Saved data entries »

====

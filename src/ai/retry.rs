use std::{fmt, sync::Arc};

use tracing::{debug, warn};

use crate::{config::RetryPolicy, error::SecretaryError};

use super::transport::{PromptResponse, PromptTransport};

pub const EMPTY_RESPONSE: &str = "Empty response";

#[derive(Debug, Clone, PartialEq, Eq)]
pub enum BackendFailure {
    Status { code: u16, reason: String },
    Unconfigured(String),
    Fetch(String),
}

impl fmt::Display for BackendFailure {
    fn fmt(&self, f: &mut fmt::Formatter<'_>) -> fmt::Result {
        match self {
            Self::Status { code, reason } => write!(f, "Error: {code} {reason}"),
            Self::Unconfigured(message) | Self::Fetch(message) => {
                write!(f, "Error fetching suggestions from the server: {message}")
            }
        }
    }
}

impl From<SecretaryError> for BackendFailure {
    fn from(e: SecretaryError) -> Self {
        match e {
            SecretaryError::Config(message) => Self::Unconfigured(message),
            other => Self::Fetch(other.to_string()),
        }
    }
}

fn settle(resp: PromptResponse) -> Result<String, BackendFailure> {
    match resp {
        PromptResponse::Body(Some(text)) => Ok(text),
        PromptResponse::Body(None) => Ok(EMPTY_RESPONSE.to_string()),
        PromptResponse::Status { code, reason } => Err(BackendFailure::Status { code, reason }),
    }
}

/// Sends a prompt, waiting out resolver failures only. HTTP error statuses
/// and every other transport failure end the call on the spot.
#[derive(Clone)]
pub struct BackendRetrier {
    transport: Arc<dyn PromptTransport>,
    policy: RetryPolicy,
}

impl BackendRetrier {
    pub fn new(transport: Arc<dyn PromptTransport>, policy: RetryPolicy) -> Self {
        Self { transport, policy }
    }

    pub async fn try_send(&self, prompt: &str) -> Result<String, BackendFailure> {
        let max_attempts = self.policy.max_attempts.max(1);
        for attempt in 1..max_attempts {
            match self.transport.send_prompt(prompt).await {
                Ok(resp) => return settle(resp),
                Err(e) if e.is_host_unresolvable() => {
                    warn!(attempt, max_attempts, "backend host unresolvable, retrying: {e}");
                    tokio::time::sleep(self.policy.delay).await;
                }
                Err(e) => return Err(e.into()),
            }
        }

        debug!(attempt = max_attempts, "final backend attempt");
        match self.transport.send_prompt(prompt).await {
            Ok(resp) => settle(resp),
            Err(e) => Err(e.into()),
        }
    }

    pub async fn send(&self, prompt: &str) -> String {
        match self.try_send(prompt).await {
            Ok(text) => text,
            Err(failure) => failure.to_string(),
        }
    }
}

====

Aim of the exercise » Please give back, exactly as it stands above, the stretch from the line with "fn settle(resp: PromptResponse)" through the line with "for attempt in", and no line outside it.

Response »
fn settle(resp: PromptResponse) -> Result<String, BackendFailure> {
    match resp {
        PromptResponse::Body(Some(text)) => Ok(text),
        PromptResponse::Body(None) => Ok(EMPTY_RESPONSE.to_string()),
        PromptResponse::Status { code, reason } => Err(BackendFailure::Status { code, reason }),
    }
}

/// Sends a prompt, waiting out resolver failures only. HTTP error statuses
/// and every other transport failure end the call on the spot.
#[derive(Clone)]
pub struct BackendRetrier {
    transport: Arc<dyn PromptTransport>,
    policy: RetryPolicy,
}

impl BackendRetrier {
    pub fn new(transport: Arc<dyn PromptTransport>, policy: RetryPolicy) -> Self {
        Self { transport, policy }
    }

    pub async fn try_send(&self, prompt: &str) -> Result<String, BackendFailure> {
        let max_attempts = self.policy.max_attempts.max(1);
        for attempt in 1..max_attempts {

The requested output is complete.